Take inventory management for example – identifying and storing goods coming into a plant each day is critical to ensuring customers receive shipments correctly and on time and can be easily outsourced to integrated robot systems. Similarly industrial robot applications, originally adopted by automotive companies, are another technology that is being scaled down to be more available to smaller factories. Their deployment across smaller factories across the US will mean workers can be reallocated to more value-added roles in organizations. Firms like Rockwell Automation (ROK) and Teradyne (TER) are at the forefront of industrial automation and aiding the transition to smart factories, while bringing solutions to markets that help factory employees coexist with new automations.

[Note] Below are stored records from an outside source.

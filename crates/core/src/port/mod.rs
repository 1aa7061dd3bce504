// Port Layer - Interfaces for external dependencies

pub mod capabilities;
pub mod id_provider;
pub mod time_provider;

// Re-exports
pub use capabilities::{Analyzer, CapabilityError, ImageSynthesizer, TextSynthesizer};
pub use id_provider::IdProvider;
pub use time_provider::TimeProvider;
// Copyright (c) 2026 The pintan Developers

//! Bank parameter lookups

use strum::{Display, EnumIter, EnumString};

use pintan_proto::{
    prelude::*,
    query::{
        bpd_order_hash_mode, to_parameter_code, BPD_PINTAN_CAN1STEP, BPD_PINTAN_GV_SEGCODE,
        BPD_PINTAN_PAR, BPD_SEGHEAD_CODE,
    },
};

use super::{Driver, Error, Passport};

/// TAN requirement for a segment code, per `HIPINS`
#[derive(Copy, Clone, PartialEq, Eq, Debug, Display, EnumString, EnumIter)]
pub enum PinTanInfo {
    /// TAN required
    #[strum(serialize = "J")]
    Required,
    /// Declared, no TAN required
    #[strum(serialize = "N")]
    NotRequired,
    /// Administrative segment
    #[strum(serialize = "A")]
    Admin,
    /// Business transaction not declared in `HIPINS`, or no BPD
    #[strum(serialize = "")]
    Unknown,
}

impl<DRV: Driver> Passport<DRV> {
    /// Check whether the bank allows the one-step method
    pub fn is_one_step_allowed(&self) -> bool {
        match &self.bpd {
            Some(bpd) => bpd
                .find_all(BPD_PINTAN_CAN1STEP)
                .any(|(_, v)| v == "J"),
            None => true,
        }
    }

    /// Look up the TAN requirement for a segment code
    pub fn pin_tan_info(&mut self, code: &str) -> PinTanInfo {
        let bpd = match &self.bpd {
            Some(b) => b,
            None => return PinTanInfo::Unknown,
        };

        // Declared in HIPINS, `needtan` is a sibling of the matching `segcode`
        for (key, value) in bpd.find_all(BPD_PINTAN_GV_SEGCODE) {
            if value != code {
                continue;
            }

            let needtan = key
                .strip_suffix("segcode")
                .and_then(|prefix| bpd.get(&alloc::format!("{prefix}needtan")));

            return match needtan {
                Some("J") => PinTanInfo::Required,
                _ => PinTanInfo::NotRequired,
            };
        }

        // Known business transactions not declared in HIPINS
        let param_code = to_parameter_code(code);
        if bpd.find_all(BPD_SEGHEAD_CODE).any(|(_, v)| v == param_code) {
            return PinTanInfo::Unknown;
        }

        // Administrative segment, the identification segment needs a TAN
        // once when verifying a new TAN method
        if self.verify_tan_mode && code == SEG_IDENTIFICATION {
            #[cfg(feature = "log")]
            log::debug!("TAN verify mode, requesting TAN for {}", code);

            self.verify_tan_mode = false;
            return PinTanInfo::Required;
        }

        PinTanInfo::Admin
    }

    /// Check whether the passport is usable with the bank's parameters
    /// and the current method
    pub fn is_supported(&mut self) -> Result<bool, Error> {
        let bpd = match &self.bpd {
            Some(b) if !b.is_empty() => b,
            _ => return Ok(true),
        };

        let has_pintan = bpd.iter().any(|(k, _)| {
            k.starts_with("Params")
                && k.split('.').nth(1).map(|s| s.starts_with(BPD_PINTAN_PAR)) == Some(true)
        });
        if !has_pintan {
            #[cfg(feature = "log")]
            log::error!("not supported: no PIN/TAN parameters in BPD");
            return Ok(false);
        }

        let current = self.current_method(true)?;

        let supported = if current == ONE_STEP_METHOD {
            self.is_one_step_allowed()
        } else {
            self.catalog.contains(&current)
        };

        #[cfg(feature = "log")]
        match supported {
            true => log::debug!("TAN method {} supported", current),
            false => log::error!("not supported: TAN method {}", current),
        }

        Ok(supported)
    }

    /// Resolve the bank order hash mode for a `HKTAN` segment version
    pub fn order_hash_mode(&self, seg_version: u32) -> Result<OrderHashMode, Error> {
        let mode = self
            .bpd
            .as_ref()
            .and_then(|bpd| bpd.find_value(&bpd_order_hash_mode(seg_version)));

        match mode.and_then(OrderHashMode::from_code) {
            Some(m) => Ok(m),
            None => {
                #[cfg(feature = "log")]
                log::error!(
                    "unknown order hash mode {:?} for HKTAN{}",
                    mode,
                    seg_version
                );
                Err(Error::UnknownHashMode)
            }
        }
    }
}
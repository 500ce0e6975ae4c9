// Copyright (c) 2026 The pintan Developers

//! Command line utility for inspecting PIN/TAN bank parameters and replies

use clap::Parser;
use log::{debug, info, warn, LevelFilter};

use pintan_core::{
    flicker,
    passport::{Passport, TanMethod},
};
use pintan_proto::prelude::*;

mod helpers;
use helpers::*;

/// PIN/TAN command line utility
#[derive(Clone, PartialEq, Debug, Parser)]
struct Options {
    /// Passport configuration file (TOML)
    #[clap(long)]
    config: Option<String>,

    /// Subcommand to execute
    #[clap(subcommand)]
    cmd: Actions,

    /// Enable verbose logging
    #[clap(long, default_value = "info")]
    log_level: LevelFilter,
}

#[derive(Clone, PartialEq, Debug, Parser)]
#[non_exhaustive]
enum Actions {
    /// List TAN methods announced in bank parameter data
    Methods {
        /// Bank parameter data file (`.json` or `key=value`)
        #[clap(long)]
        bpd: String,

        /// User parameter data file
        #[clap(long)]
        upd: Option<String>,
    },

    /// Select a TAN method interactively
    Select {
        /// Bank parameter data file
        #[clap(long)]
        bpd: String,

        /// Method ids the user is enrolled for
        #[clap(long)]
        enrolled: Vec<String>,
    },

    /// Print return codes from a reply data file
    Status {
        /// Reply data file
        #[clap(long)]
        reply: String,
    },

    /// Decode a challenge to a renderable flicker code
    Flicker {
        /// Challenge text (may embed the code between `CHLGUC` and `CHLGTEXT`)
        #[clap(long)]
        challenge: Option<String>,

        /// Optical challenge payload
        #[clap(long)]
        hhd_uc: Option<String>,
    },

    /// Compute the order hash of an encoded segment
    Hash {
        /// Order hash mode (`1`: RIPEMD-160, `2`: SHA-1)
        #[clap(long, default_value = "2")]
        mode: String,

        /// Encoded segment
        segment: String,
    },
}

#[tokio::main]
async fn main() -> anyhow::Result<()> {
    // Parse command line arguments
    let args = Options::parse();

    // Setup logging
    let _ = simplelog::SimpleLogger::init(args.log_level, simplelog::Config::default());

    // Load passport configuration
    let config = read_config(args.config.as_deref()).await?;
    debug!("Using config: {:?}", config);

    debug!("Executing command: {:?}", args.cmd);

    match args.cmd {
        Actions::Methods { bpd, upd } => {
            let mut p = Passport::new(StdinDriver, config);
            p.set_bpd(read_data(&bpd).await?);
            if let Some(upd) = upd {
                p.set_upd(read_data(&upd).await?);
            }

            info!("TAN methods:");
            for m in p.catalog().iter() {
                print_method(m);
            }

            info!("one-step allowed: {}", p.is_one_step_allowed());

            match p.is_supported() {
                Ok(v) => info!("PIN/TAN supported: {}", v),
                Err(e) => warn!("support check failed: {}", e),
            }
        }
        Actions::Select { bpd, enrolled } => {
            let mut p = Passport::new(StdinDriver, config);
            p.set_bpd(read_data(&bpd).await?);
            p.set_enrolled(enrolled);

            let id = p.current_method(true)?;

            info!(
                "selected method: {} ({})",
                id,
                match p.is_auto_selected() {
                    true => "automatic",
                    false => "user choice",
                }
            );
        }
        Actions::Status { reply } => {
            let status = ReplyStatus::parse(read_data(&reply).await?);

            for rv in status.all() {
                info!("{} {}", rv.severity, rv);
            }

            match status.is_ok() {
                true => info!("reply ok"),
                false => warn!("reply carries errors"),
            }

            if let Some(rv) = status.auth_failure() {
                warn!("authentication failed: {}", rv);
            }
        }
        Actions::Flicker { challenge, hhd_uc } => {
            match flicker::decode(hhd_uc.as_deref(), challenge.as_deref()) {
                Some(code) => info!("flicker code: {}", code),
                None => warn!("no flicker code found"),
            }
        }
        Actions::Hash { mode, segment } => {
            let m = OrderHashMode::from_code(&mode)
                .ok_or_else(|| anyhow::anyhow!("unknown order hash mode: '{}'", mode))?;

            info!("{} order hash: {}", m, hex::encode(m.digest(segment.as_bytes())));
        }
    }

    Ok(())
}

fn print_method(m: &TanMethod) {
    info!(
        "  {}: {} (HKTAN{}, process {}, {})",
        m.id,
        m.name(),
        m.seg_version,
        m.variant(),
        m.input_info()
    );
}
// Copyright (c) 2026 The pintan Developers

//! Optical challenge vectors

/// Challenge input and the expected rendered flicker code
pub struct Vector {
    pub hhd_uc: Option<&'static str>,
    pub challenge: Option<&'static str>,
    pub flicker: Option<&'static str>,
}

pub const VECTORS: &[Vector] = &[
    // Inline in the challenge text
    Vector {
        hhd_uc: None,
        challenge: Some("CHLGUC 0026 2908881344731012345678900515,00 CHLGTEXT Bitte pruefen"),
        flicker: Some("1204881344730512345678904531352C30303E"),
    },
    // Dedicated field, HHD 1.3 layout
    Vector {
        hhd_uc: Some("2908881344731012345678900515,00"),
        challenge: Some("Bitte Karte einstecken"),
        flicker: Some("1204881344730512345678901531352C30303B"),
    },
    // Control byte present
    Vector {
        hhd_uc: Some("02987011120492101234567890041,00"),
        challenge: None,
        flicker: Some("1284011120492F05123456789044312C303094"),
    },
    Vector {
        hhd_uc: Some("21081234567809123456789"),
        challenge: None,
        flicker: Some("0C041234567805123456789F2B"),
    },
    // Plain text challenge, nothing to render
    Vector {
        hhd_uc: None,
        challenge: Some("Bitte geben Sie die TAN aus der App ein"),
        flicker: None,
    },
];
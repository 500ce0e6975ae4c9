// Copyright (c) 2026 The pintan Developers

//! Protocol definitions for PIN/TAN dialogs
//!
//! This crate provides the data model shared between the negotiation core
//! and client libraries: the flat, dotted-path property sets used for bank
//! parameter data (BPD), user parameter data (UPD) and reply data, the
//! structured return codes extracted from replies, and the fixed codes used
//! when requesting TANs.
//!
//! Property paths follow the segment grammar of the message encoder, for
//! example `Params_3.TAN2StepPar6.ParTAN2Step.TAN2StepParams6_2.secfunc`.
//! Indexed elements use the `_N` suffix convention (see [data::with_counter]),
//! with the first element carrying no suffix at all.
//!

#![no_std]

extern crate alloc;

pub mod codes;
pub mod data;
pub mod hash;
pub mod prelude;
pub mod process;
pub mod query;
pub mod status;

/// Security function identifier of the one-step (PIN only) method
pub const ONE_STEP_METHOD: &str = "999";

/// Segment code of the identification segment sent with every dialog initialisation
pub const SEG_IDENTIFICATION: &str = "HKIDN";

/// Administrative business transactions that must be referenced by the
/// SCA request during dialog initialisation when queued (change PIN, list TAN media)
pub const SCA_ADMIN_SEGMENTS: &[&str] = &["HKPAE", "HKTAB"];

/// Sentinel TAN media name used when a name is required but none is known
pub const TAN_MEDIA_NOREF: &str = "noref";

Similarly, smart devices implemented across factory operations are collecting an immense amount of data that needs to be harnessed into actionable insights across all levels of the organization. Major players like General Electric (GE) and Honeywell International Inc (HON) are leading the charge in integrating sensors to monitor equipment health and safety of facilities. Think about industrial IoT sensors that help to monitor changes in the physical environment for ultra-sensitive manufacturing processes, or pressure and vibration sensors used to ensure machinery is operating optimally. Being able to predict when machines likely will need maintenance with these sensors helps to minimize downtime and improve product quality over time. The data from these sensors is even used to produce digital twins of factories to enable manufacturers to simulate and optimize their operations in real time, in turn enhancing product quality for the end consumer.
Above the factory level there will be opportunities for companies to help factories streamline their labor processes. For example, firms like Workday (WDAY) use AI to help human resources departments make sure new hires will have the right skills necessary to make an impact on day one. Efficient allocation of resources starts with making sure you have the right resources to work with in the first place! Ultimately, think beyond just the actual manufacturers – enabling firms that offer the picks and shovels have substantial long-term tailwinds from reshoring’s effect on manufacturing processes.
Look Beyond The Manufacturers
Reshoring manufacturing to the United States presents a complex yet promising opportunity for economic growth and further expansion of our nation’s manufacturing output. While the challenges of labor shortages and initial investments in smart technologies are significant, they are well worth the upfront costs to boost the security of our nation’s manufacturing sector and to protect against future foreign disruption. Automation and advanced technologies will play a critical role in bridging these gaps, enabling factories to operate more efficiently and with higher productivity. We believe investors should explore how technology will supplement the industrial labor force and why automation is essential for continued GDP growth. Ultimately, investment opportunities are immense with companies that are positioned upstream of the actual manufacturers and can benefit from the retooling of the U.S. workforce.